There has been few research working on building small-diameter, multi-layered, tubular vascular and nerve grafts. Multicellular spherical and cylindrical aggregates have been fabricated with 3D printing methods. Flexibility in tube diameter and wall thickness is obtained and most significantly branched macrovascular structures are constructed with this method (doi:10.1088/1758-5082/4/2/022001). In another study, human embryonic stem cell spheroid aggregates are formed with a valve-based cell printer and they have controllable and repeatable sizes. This work shows that the printed cells are mostly viable and have the potential to differentiate into any of the three germ layers (pluripotency) (doi:10.1088/1758-5082/5/1/015013). However, the preparation of large amounts of spherical aggregates is time-consuming and the fusion process of the spheroids takes 5-7 days. In addition, these approaches mostly require laborious bioink preparation and hence the presented methods can be considered rather unrepeatable and mostly rely on one's own skills.
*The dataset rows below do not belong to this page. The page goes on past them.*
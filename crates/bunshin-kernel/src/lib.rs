//! bunshin-kernel: a virtual filesystem for agent workspaces.
//!
//! One `FileBackend` contract covers every storage flavor: ephemeral
//! in-memory trees, a real directory on disk, a SQLite store, a remote
//! shell sandbox, and a prefix-routed composite of any of them. On top
//! sit tool engines (ls, read, write, edit, glob, grep, exec) that speak
//! JSON parameters, and a delegation layer that fans tasks out over
//! isolated forks and merges their writes back.

pub mod backend;
pub mod config;
pub mod delegate;
pub mod error;
pub mod text;
pub mod tools;
pub mod types;

pub use backend::composite::CompositeBackend;
pub use backend::local::LocalBackend;
pub use backend::memory::{JournalEntry, MemoryBackend};
pub use backend::sandbox::{Executor, SandboxBackend, ShellExecutor};
pub use backend::store::StoreBackend;
pub use backend::{FileBackend, ScopedBackend};
pub use config::{Workspace, WorkspaceConfig};
pub use delegate::{
    DelegationReport, Delegator, IsolationPolicy, MergeConflict, TaskOutcome, TaskReport,
    TaskRunner, TaskSpec,
};
pub use error::{BackendError, BackendResult};
pub use text::ReplaceMode;
pub use tools::{ToolEngine, ToolError, ToolResponse, ToolSet};
pub use types::{EditResult, ExecOutput, FileContent, FileInfo, GrepMatch, WriteResult};
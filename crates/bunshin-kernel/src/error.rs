//! Backend error types.

use std::io;
use thiserror::Error;

/// Backend error type.
///
/// Every storage engine reports failures through this one enum so callers
/// can reason about outcomes without knowing which backend answered.
#[derive(Debug, Error)]
pub enum BackendError {
    /// File or directory not found.
    #[error("not found: {0}")]
    NotFound(String),

    /// Path already exists (non-overwriting write).
    #[error("already exists: {0}")]
    AlreadyExists(String),

    /// Edit target matched more than once without disambiguation.
    #[error("ambiguous edit: {0}")]
    AmbiguousEdit(String),

    /// Edit target string not present in the file.
    #[error("pattern not found: {0}")]
    PatternNotFound(String),

    /// Path escape or symlink defense tripped.
    #[error("permission denied: {0}")]
    PermissionDenied(String),

    /// Write exceeds the configured size ceiling.
    #[error("size limit exceeded: {0}")]
    SizeLimitExceeded(String),

    /// Optional operation not implemented by this backend.
    #[error("capability not supported: {0}")]
    CapabilityUnsupported(String),

    /// Transport or remote-execution failure, distinct from NotFound.
    #[error("backend unavailable: {0}")]
    BackendUnavailable(String),

    /// Two routes claimed the same exact prefix at registration.
    #[error("route conflict: {0}")]
    RouteConflict(String),

    /// Delegated task cancelled before completion.
    #[error("cancelled: {0}")]
    Cancelled(String),

    /// Malformed virtual path.
    #[error("invalid path: {0}")]
    InvalidPath(String),

    /// Expected a file, found a directory.
    #[error("is a directory: {0}")]
    IsADirectory(String),

    /// I/O error.
    #[error("I/O error: {0}")]
    Io(#[from] io::Error),

    /// Other error.
    #[error("{0}")]
    Other(String),
}

impl BackendError {
    /// Create a NotFound error.
    pub fn not_found(path: impl Into<String>) -> Self {
        Self::NotFound(path.into())
    }

    /// Create an AlreadyExists error.
    pub fn already_exists(path: impl Into<String>) -> Self {
        Self::AlreadyExists(path.into())
    }

    /// Create an AmbiguousEdit error.
    pub fn ambiguous_edit(msg: impl Into<String>) -> Self {
        Self::AmbiguousEdit(msg.into())
    }

    /// Create a PatternNotFound error.
    pub fn pattern_not_found(msg: impl Into<String>) -> Self {
        Self::PatternNotFound(msg.into())
    }

    /// Create a PermissionDenied error.
    pub fn permission_denied(path: impl Into<String>) -> Self {
        Self::PermissionDenied(path.into())
    }

    /// Create a SizeLimitExceeded error.
    pub fn size_limit(msg: impl Into<String>) -> Self {
        Self::SizeLimitExceeded(msg.into())
    }

    /// Create a CapabilityUnsupported error.
    pub fn unsupported(op: impl Into<String>) -> Self {
        Self::CapabilityUnsupported(op.into())
    }

    /// Create a BackendUnavailable error.
    pub fn unavailable(msg: impl Into<String>) -> Self {
        Self::BackendUnavailable(msg.into())
    }

    /// Create a RouteConflict error.
    pub fn route_conflict(prefix: impl Into<String>) -> Self {
        Self::RouteConflict(prefix.into())
    }

    /// Create a Cancelled error.
    pub fn cancelled(msg: impl Into<String>) -> Self {
        Self::Cancelled(msg.into())
    }

    /// Create an InvalidPath error.
    pub fn invalid_path(path: impl Into<String>) -> Self {
        Self::InvalidPath(path.into())
    }

    /// Create an IsADirectory error.
    pub fn is_a_directory(path: impl Into<String>) -> Self {
        Self::IsADirectory(path.into())
    }

    /// Create an Other error.
    pub fn other(msg: impl Into<String>) -> Self {
        Self::Other(msg.into())
    }

    /// Stable machine-readable kind name for the tool error envelope.
    pub fn kind(&self) -> &'static str {
        match self {
            Self::NotFound(_) => "not_found",
            Self::AlreadyExists(_) => "already_exists",
            Self::AmbiguousEdit(_) => "ambiguous_edit",
            Self::PatternNotFound(_) => "pattern_not_found",
            Self::PermissionDenied(_) => "permission_denied",
            Self::SizeLimitExceeded(_) => "size_limit_exceeded",
            Self::CapabilityUnsupported(_) => "capability_unsupported",
            Self::BackendUnavailable(_) => "backend_unavailable",
            Self::RouteConflict(_) => "route_conflict",
            Self::Cancelled(_) => "cancelled",
            Self::InvalidPath(_) => "invalid_path",
            Self::IsADirectory(_) => "is_a_directory",
            Self::Io(_) => "io",
            Self::Other(_) => "other",
        }
    }
}

/// Map raw I/O failures onto domain error kinds where the kind is clear.
pub(crate) fn io_to_backend(err: io::Error, path: &str) -> BackendError {
    match err.kind() {
        io::ErrorKind::NotFound => BackendError::not_found(path),
        io::ErrorKind::AlreadyExists => BackendError::already_exists(path),
        io::ErrorKind::PermissionDenied => BackendError::permission_denied(path),
        _ => BackendError::Io(err),
    }
}

/// Backend result type.
pub type BackendResult<T> = Result<T, BackendError>;
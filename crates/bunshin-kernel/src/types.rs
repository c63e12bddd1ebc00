//! Core backend result types.
//!
//! These types are path-based and serde-friendly so they can cross any
//! serialization boundary a caller puts in front of the backends.

use serde::{Deserialize, Serialize};
use std::time::SystemTime;

/// Metadata for one file or directory, as produced by listing and search.
///
/// Returned by value; never mutated after creation.
#[derive(Debug, Clone, PartialEq, Serialize, Deserialize)]
pub struct FileInfo {
    /// Virtual path, absolute within the answering namespace.
    pub path: String,
    /// Size in bytes (0 for directories).
    pub size: u64,
    /// Whether this entry is a directory.
    pub is_dir: bool,
    /// Last modification time, when the medium records one.
    pub modified_at: Option<SystemTime>,
}

impl FileInfo {
    /// Metadata for a regular file.
    pub fn file(path: impl Into<String>, size: u64, modified_at: Option<SystemTime>) -> Self {
        Self {
            path: path.into(),
            size,
            is_dir: false,
            modified_at,
        }
    }

    /// Metadata for a directory.
    pub fn dir(path: impl Into<String>) -> Self {
        Self {
            path: path.into(),
            size: 0,
            is_dir: true,
            modified_at: None,
        }
    }
}

/// A point-in-time snapshot of file content.
#[derive(Debug, Clone, PartialEq, Serialize, Deserialize)]
pub struct FileContent {
    /// The text payload. May be a truncated head of the real content.
    pub text: String,
    /// Size in bytes of the authoritative copy.
    pub size: u64,
    /// True when `text` is a head-truncated view of a larger file.
    pub truncated: bool,
}

impl FileContent {
    /// Full, untruncated content.
    pub fn full(text: impl Into<String>) -> Self {
        let text = text.into();
        Self {
            size: text.len() as u64,
            truncated: false,
            text,
        }
    }

    /// A head-truncated view of a file with the given real size.
    pub fn truncated(text: impl Into<String>, size: u64) -> Self {
        Self {
            text: text.into(),
            size,
            truncated: true,
        }
    }
}

/// Outcome of a successful write.
#[derive(Debug, Clone, PartialEq, Serialize, Deserialize)]
pub struct WriteResult {
    /// Path that was written.
    pub path: String,
    /// Bytes written.
    pub bytes: u64,
    /// True if the write created the file, false if it replaced one.
    pub created: bool,
}

/// Outcome of a successful edit.
#[derive(Debug, Clone, PartialEq, Serialize, Deserialize)]
pub struct EditResult {
    /// Path that was edited.
    pub path: String,
    /// Number of replacements applied.
    pub replacements: usize,
    /// Length in bytes of the file after the edit.
    pub new_size: u64,
}

/// One content-search hit.
#[derive(Debug, Clone, PartialEq, Serialize, Deserialize)]
pub struct GrepMatch {
    /// Path of the matching file.
    pub path: String,
    /// 1-based line number of the match.
    pub line: u64,
    /// The matching line text, without trailing newline.
    pub text: String,
    /// Surrounding lines, present only when context was requested.
    #[serde(default, skip_serializing_if = "Vec::is_empty")]
    pub context_before: Vec<String>,
    #[serde(default, skip_serializing_if = "Vec::is_empty")]
    pub context_after: Vec<String>,
}

impl GrepMatch {
    /// A match with no context lines.
    pub fn new(path: impl Into<String>, line: u64, text: impl Into<String>) -> Self {
        Self {
            path: path.into(),
            line,
            text: text.into(),
            context_before: Vec::new(),
            context_after: Vec::new(),
        }
    }
}

/// Output of a remote or sandboxed command execution.
#[derive(Debug, Clone, PartialEq, Serialize, Deserialize)]
pub struct ExecOutput {
    /// Standard output.
    pub stdout: String,
    /// Standard error.
    pub stderr: String,
    /// Exit code (0 = success).
    pub exit_code: i32,
}

impl ExecOutput {
    /// True when the command exited zero.
    pub fn ok(&self) -> bool {
        self.exit_code == 0
    }
}

#[cfg(test)]
mod tests {
    use super::*;

    #[test]
    fn file_content_constructors() {
        let full = FileContent::full("hello");
        assert_eq!(full.size, 5);
        assert!(!full.truncated);

        let cut = FileContent::truncated("he", 5);
        assert_eq!(cut.size, 5);
        assert!(cut.truncated);
        assert_eq!(cut.text, "he");
    }

    #[test]
    fn exec_output_ok_tracks_exit_code() {
        let out = ExecOutput {
            stdout: "x".into(),
            stderr: String::new(),
            exit_code: 0,
        };
        assert!(out.ok());
        assert!(!ExecOutput { exit_code: 1, ..out }.ok());
    }

    #[test]
    fn grep_match_serialization_omits_empty_context() {
        let m = GrepMatch::new("/a.txt", 3, "hit");
        let json = serde_json::to_string(&m).unwrap();
        assert!(!json.contains("context_before"));

        let with_ctx = GrepMatch {
            context_before: vec!["before".into()],
            ..m
        };
        let json = serde_json::to_string(&with_ctx).unwrap();
        assert!(json.contains("context_before"));
    }
}
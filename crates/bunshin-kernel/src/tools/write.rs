//! WriteEngine: create or overwrite a file.

use std::sync::Arc;

use async_trait::async_trait;
use serde::Deserialize;

use crate::backend::FileBackend;

use super::{check_path, parse_params, ToolEngine, ToolResponse};

pub struct WriteEngine {
    backend: Arc<dyn FileBackend>,
}

impl WriteEngine {
    pub fn new(backend: Arc<dyn FileBackend>) -> Self {
        Self { backend }
    }
}

fn default_overwrite() -> bool {
    true
}

#[derive(Deserialize)]
struct WriteParams {
    path: String,
    content: String,
    #[serde(default = "default_overwrite")]
    overwrite: bool,
}

#[async_trait]
impl ToolEngine for WriteEngine {
    fn name(&self) -> &str {
        "write"
    }

    fn description(&self) -> &str {
        "Write content to a file, creating parent directories as needed"
    }

    fn schema(&self) -> serde_json::Value {
        serde_json::json!({
            "type": "object",
            "properties": {
                "path": {
                    "type": "string",
                    "description": "Absolute file path to write"
                },
                "content": {
                    "type": "string",
                    "description": "Full content for the file"
                },
                "overwrite": {
                    "type": "boolean",
                    "description": "Replace an existing file. Defaults to true."
                }
            },
            "required": ["path", "content"]
        })
    }

    #[tracing::instrument(skip(self, params), name = "engine.write")]
    async fn invoke(&self, params: &str) -> ToolResponse {
        let p: WriteParams = match parse_params(params) {
            Ok(v) => v,
            Err(resp) => return resp,
        };
        if let Err(resp) = check_path(&p.path) {
            return resp;
        }

        match self.backend.write(&p.path, &p.content, p.overwrite).await {
            Ok(result) => {
                let verb = if result.created { "Created" } else { "Updated" };
                ToolResponse::success(format!("{verb} {} ({} bytes)", result.path, result.bytes))
            }
            Err(e) => ToolResponse::failure(e),
        }
    }
}
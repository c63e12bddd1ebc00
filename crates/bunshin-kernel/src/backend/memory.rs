//! In-memory backend with copy-on-fork isolation.
//!
//! Directories are implicit: they exist exactly when a file path passes
//! through them. Forked copies record every write in a journal so a parent
//! can merge the changes back after a task finishes.

use std::collections::{BTreeSet, HashMap};
use std::time::SystemTime;

use async_trait::async_trait;
use parking_lot::RwLock;

use super::{validate_virtual_path, FileBackend};
use crate::error::{BackendError, BackendResult};
use crate::text::{self, ReplaceMode};
use crate::types::{EditResult, FileContent, FileInfo, GrepMatch, WriteResult};

const GREP_MAX_MATCHES: usize = 200;
const GREP_CONTEXT_LINES: usize = 2;

#[derive(Debug, Clone)]
pub(crate) struct FileRecord {
    pub content: String,
    pub created_at: SystemTime,
    pub modified_at: SystemTime,
}

/// A journaled write carried from a fork back to its parent.
#[derive(Debug, Clone)]
pub struct JournalEntry {
    pub path: String,
    pub content: String,
}

#[derive(Default)]
struct State {
    files: HashMap<String, FileRecord>,
    journal: BTreeSet<String>,
}

pub struct MemoryBackend {
    name: String,
    state: RwLock<State>,
}

impl MemoryBackend {
    pub fn new(name: impl Into<String>) -> Self {
        Self {
            name: name.into(),
            state: RwLock::new(State::default()),
        }
    }

    /// Deep-copy the current contents into a new backend with a clean
    /// journal. Writes to the fork never touch `self`.
    pub fn fork(&self, name: impl Into<String>) -> MemoryBackend {
        let state = self.state.read();
        MemoryBackend {
            name: name.into(),
            state: RwLock::new(State {
                files: state.files.clone(),
                journal: BTreeSet::new(),
            }),
        }
    }

    /// Snapshot the journaled writes, pairing each touched path with its
    /// current content.
    pub fn take_journal(&self) -> Vec<JournalEntry> {
        let mut state = self.state.write();
        let paths = std::mem::take(&mut state.journal);
        paths
            .into_iter()
            .filter_map(|path| {
                let content = state.files.get(&path)?.content.clone();
                Some(JournalEntry { path, content })
            })
            .collect()
    }

    /// Apply journal entries from a fork, overwriting on collision.
    pub fn apply_journal(&self, entries: &[JournalEntry]) {
        let now = SystemTime::now();
        let mut state = self.state.write();
        for entry in entries {
            let record = state
                .files
                .entry(entry.path.clone())
                .or_insert_with(|| FileRecord {
                    content: String::new(),
                    created_at: now,
                    modified_at: now,
                });
            record.content = entry.content.clone();
            record.modified_at = now;
        }
    }

    fn put(&self, path: &str, content: &str) -> (u64, bool) {
        let now = SystemTime::now();
        let mut state = self.state.write();
        let created = !state.files.contains_key(path);
        let record = state
            .files
            .entry(path.to_string())
            .or_insert_with(|| FileRecord {
                content: String::new(),
                created_at: now,
                modified_at: now,
            });
        record.content = content.to_string();
        record.modified_at = now;
        state.journal.insert(path.to_string());
        (content.len() as u64, created)
    }

    fn dir_prefix(path: &str) -> String {
        if path.ends_with('/') {
            path.to_string()
        } else {
            format!("{path}/")
        }
    }
}

#[async_trait]
impl FileBackend for MemoryBackend {
    fn name(&self) -> &str {
        &self.name
    }

    async fn list(&self, path: &str) -> BackendResult<Vec<FileInfo>> {
        validate_virtual_path(path)?;
        let prefix = Self::dir_prefix(path);
        let state = self.state.read();

        let mut files = Vec::new();
        let mut dirs = BTreeSet::new();
        let mut seen_any = false;
        for (key, record) in &state.files {
            let Some(rest) = key.strip_prefix(&prefix) else {
                continue;
            };
            seen_any = true;
            match rest.split_once('/') {
                None => files.push(FileInfo::file(
                    key.clone(),
                    record.content.len() as u64,
                    Some(record.modified_at),
                )),
                Some((dir, _)) => {
                    dirs.insert(format!("{prefix}{dir}"));
                }
            }
        }

        if !seen_any && prefix != "/" {
            return Err(BackendError::not_found(path));
        }

        let mut entries: Vec<FileInfo> = dirs.into_iter().map(FileInfo::dir).collect();
        entries.extend(files);
        entries.sort_by(|a, b| a.path.cmp(&b.path));
        Ok(entries)
    }

    async fn read(&self, path: &str) -> BackendResult<FileContent> {
        validate_virtual_path(path)?;
        let state = self.state.read();
        let record = state
            .files
            .get(path)
            .ok_or_else(|| BackendError::not_found(path))?;
        Ok(FileContent::full(record.content.clone()))
    }

    async fn write(&self, path: &str, content: &str, overwrite: bool) -> BackendResult<WriteResult> {
        validate_virtual_path(path)?;
        if !overwrite && self.state.read().files.contains_key(path) {
            return Err(BackendError::already_exists(path));
        }
        let (bytes, created) = self.put(path, content);
        Ok(WriteResult {
            path: path.to_string(),
            bytes,
            created,
        })
    }

    async fn edit(
        &self,
        path: &str,
        old: &str,
        new: &str,
        mode: ReplaceMode,
    ) -> BackendResult<EditResult> {
        validate_virtual_path(path)?;
        let content = self.read(path).await?.text;
        let (updated, replacements) = text::replace_string(&content, old, new, mode)?;
        let (bytes, _) = self.put(path, &updated);
        Ok(EditResult {
            path: path.to_string(),
            replacements,
            new_size: bytes,
        })
    }

    async fn glob(&self, pattern: &str, path: &str) -> BackendResult<Vec<FileInfo>> {
        validate_virtual_path(path)?;
        let compiled = bunshin_glob::GlobPath::new(pattern)
            .map_err(|e| BackendError::invalid_path(format!("bad glob pattern: {e}")))?;
        let prefix = Self::dir_prefix(path);
        let state = self.state.read();

        let mut out: Vec<FileInfo> = state
            .files
            .iter()
            .filter_map(|(key, record)| {
                let rest = key.strip_prefix(&prefix)?;
                compiled.matches_str(rest).then(|| {
                    FileInfo::file(
                        key.clone(),
                        record.content.len() as u64,
                        Some(record.modified_at),
                    )
                })
            })
            .collect();
        out.sort_by(|a, b| a.path.cmp(&b.path));
        Ok(out)
    }

    async fn grep(
        &self,
        pattern: &str,
        path: &str,
        glob: Option<&str>,
    ) -> BackendResult<Vec<GrepMatch>> {
        validate_virtual_path(path)?;
        let re = compile_grep_pattern(pattern)?;
        let path_filter = glob
            .map(bunshin_glob::GlobPath::new)
            .transpose()
            .map_err(|e| BackendError::invalid_path(format!("bad glob pattern: {e}")))?;

        let prefix = Self::dir_prefix(path);
        let state = self.state.read();
        let mut keys: Vec<&String> = state
            .files
            .keys()
            .filter(|k| {
                let Some(rest) = k.strip_prefix(&prefix) else {
                    return false;
                };
                path_filter.as_ref().is_none_or(|g| g.matches_str(rest))
            })
            .collect();
        keys.sort();

        let mut matches = Vec::new();
        'files: for key in keys {
            let content = &state.files[key.as_str()].content;
            let lines: Vec<&str> = content.lines().collect();
            for (i, line) in lines.iter().enumerate() {
                if re.is_match(line) {
                    matches.push(grep_match_with_context(key, &lines, i));
                    if matches.len() >= GREP_MAX_MATCHES {
                        break 'files;
                    }
                }
            }
        }
        Ok(matches)
    }
}

/// Compile a grep pattern, falling back to a literal search when the
/// pattern is not valid regex syntax.
pub(crate) fn compile_grep_pattern(pattern: &str) -> BackendResult<regex::Regex> {
    match regex::Regex::new(pattern) {
        Ok(re) => Ok(re),
        Err(_) => regex::Regex::new(&regex::escape(pattern))
            .map_err(|e| BackendError::other(format!("bad search pattern: {e}"))),
    }
}

pub(crate) fn grep_match_with_context(path: &str, lines: &[&str], idx: usize) -> GrepMatch {
    let start = idx.saturating_sub(GREP_CONTEXT_LINES);
    let end = (idx + GREP_CONTEXT_LINES + 1).min(lines.len());
    let mut m = GrepMatch::new(path, (idx + 1) as u64, lines[idx]);
    m.context_before = lines[start..idx].iter().map(|s| s.to_string()).collect();
    m.context_after = lines[idx + 1..end].iter().map(|s| s.to_string()).collect();
    m
}
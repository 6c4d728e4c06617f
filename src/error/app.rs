use thiserror::Error;

use super::{ChatError, ConfigError, FeedError, SessionError, ValidationError};

#[derive(Debug, Error)]
pub enum AppError {
    #[error("I/O error: {source}")]
    Io {
        #[from]
        source: std::io::Error,
    },
    #[error("CLI error: {source}")]
    Clap {
        #[from]
        source: clap::Error,
    },
    #[error("JSON error: {source}")]
    Json {
        #[from]
        source: serde_json::Error,
    },
    #[error("TOML error: {source}")]
    Toml {
        #[from]
        source: toml::de::Error,
    },
    #[error("HTTP client error: {source}")]
    Reqwest {
        #[from]
        source: reqwest::Error,
    },
    #[error("URL error: {source}")]
    Url {
        #[from]
        source: url::ParseError,
    },
    #[error("Join error: {source}")]
    Join {
        #[from]
        source: tokio::task::JoinError,
    },
    #[error("Validation error: {0}")]
    Validation(#[from] ValidationError),
    #[error("Configuration error: {0}")]
    Config(#[from] ConfigError),
    #[error("State feed error: {0}")]
    Feed(#[from] FeedError),
    #[error("Chat error: {0}")]
    Chat(#[from] ChatError),
    #[error("Session error: {0}")]
    Session(#[from] SessionError),
}

pub type AppResult<T> = Result<T, AppError>;

impl AppError {
    pub fn validation<E>(error: E) -> Self
    where
        E: Into<ValidationError>,
    {
        error.into().into()
    }

    pub fn config<E>(error: E) -> Self
    where
        E: Into<ConfigError>,
    {
        error.into().into()
    }

    pub fn feed<E>(error: E) -> Self
    where
        E: Into<FeedError>,
    {
        error.into().into()
    }

    pub fn chat<E>(error: E) -> Self
    where
        E: Into<ChatError>,
    {
        error.into().into()
    }

    pub fn session<E>(error: E) -> Self
    where
        E: Into<SessionError>,
    {
        error.into().into()
    }
}
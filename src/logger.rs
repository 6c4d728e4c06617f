use tracing_subscriber::{EnvFilter, FmtSubscriber};

pub fn init_logging(verbose: bool) {
    let filter = std::env::var("MATINEE_LOG")
        .or_else(|_| std::env::var("RUST_LOG"))
        .map_or_else(
            |_| {
                if verbose {
                    EnvFilter::new("debug")
                } else {
                    EnvFilter::new("info")
                }
            },
            |value| EnvFilter::try_new(value).unwrap_or_else(|_| EnvFilter::new("info")),
        );

    // Logs go to stderr; stdout belongs to the full-screen UI.
    let subscriber = FmtSubscriber::builder()
        .with_env_filter(filter)
        .with_writer(std::io::stderr)
        .finish();

    if let Err(err) = tracing::subscriber::set_global_default(subscriber) {
        eprintln!("Failed to set global default subscriber: {}", err);
    }
}
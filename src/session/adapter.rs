use crate::chat::ChatEvent;

use super::events::RoomEvent;
use super::roster::{Roster, SYSTEM_IDENTITY, is_bot};

/// Folds chat relay activity into normalized room events.
///
/// A terminal session has no SDK callbacks; the relay is its only presence
/// signal. A first message from an unknown identity doubles as a join, a
/// known identity speaking under a new name becomes a metadata change, and
/// losing the relay drops every remote participant until they speak again.
pub fn room_events_from_chat(
    event: &ChatEvent,
    roster: &Roster,
    local_identity: &str,
) -> Vec<RoomEvent> {
    match event {
        ChatEvent::Connected => vec![RoomEvent::ConnectionChanged { connected: true }],
        ChatEvent::Disconnected { .. } => {
            let mut events = vec![RoomEvent::ConnectionChanged { connected: false }];
            for participant in roster.humans() {
                if participant.identity != local_identity {
                    events.push(RoomEvent::ParticipantLeft {
                        identity: participant.identity.clone(),
                    });
                }
            }
            events
        }
        ChatEvent::Message(frame) => {
            let Some(author) = frame.from.as_ref() else {
                return Vec::new();
            };
            let Some(identity) = author.identity.as_deref() else {
                return Vec::new();
            };
            if identity.is_empty() || identity == SYSTEM_IDENTITY || is_bot(identity) {
                return Vec::new();
            }

            match roster.get(identity) {
                None => vec![RoomEvent::ParticipantJoined {
                    identity: identity.to_owned(),
                    name: author.name.clone(),
                    metadata: None,
                }],
                Some(known) => match author.name.as_deref() {
                    Some(name) if known.name.as_deref() != Some(name) => {
                        vec![RoomEvent::MetadataChanged {
                            identity: identity.to_owned(),
                            metadata: format!("{{\"displayName\":\"{name}\"}}"),
                        }]
                    }
                    Some(_) | None => Vec::new(),
                },
            }
        }
    }
}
Valve scaffold tissue engineering has the potential for fabricating blood vessels e.g. aortic valve hydrogel scaffolds that can grow, remodel and integrate with the patient. In order to mimic complex 3D anatomy and heterogeneity of e.g. an aortic valve, root wall and tri-leaflets are 3D printed with poly-ethylene-glycol-diacrylate (PEG-DA) hydrogels. Porcine aortic valve interstitial cells (PAVIC) seeded scaffolds maintained near 100% viability over 21 days (doi: 10.1088/1758-5082/4/3/035005). Another study demonstrates that encapsulated aortic root sinus smooth muscle cells (SMC) and aortic valve leaflet interstitial cells (VIC) are viable within the bioprinted alginate/gelatin aortic valve hydrogel conduits (doi: 10.1002/jbm.a.34420). Recently, human mesenchymal stem cells were encapsulated into agarose hydrogels and cell-laden hydrogel was 3D printed submerged in a hydrophobic high-density fluorocarbon, which mechanically supports the construct and afterwards can be easily removed. This method allows high stability to the printed structures, high cell viability, cell proliferation and production of ECM (doi: 10.1088/1758-5082/5/1/015003). However, the degradation of hydrogel material and formation of tissue structure can take a long time and some of the hydrogel material used could cause immune-reactions or side effects after degradation.
Prior art methods of preparation of multicellular aggregates for bioprinting have limited reproducibility, since said methods require substantial human intervention.
Although there are few studies relevant to the vascular tissue engineering, the poor mechanical strength of the materials contrasted with native vessels has limited the construction of an entirely biomimetic blood vessel. On that account, first implementations of scaffold-based vascular grafts are examined under low pressure (doi: 10.1016/j.biomaterials.2009.06.034).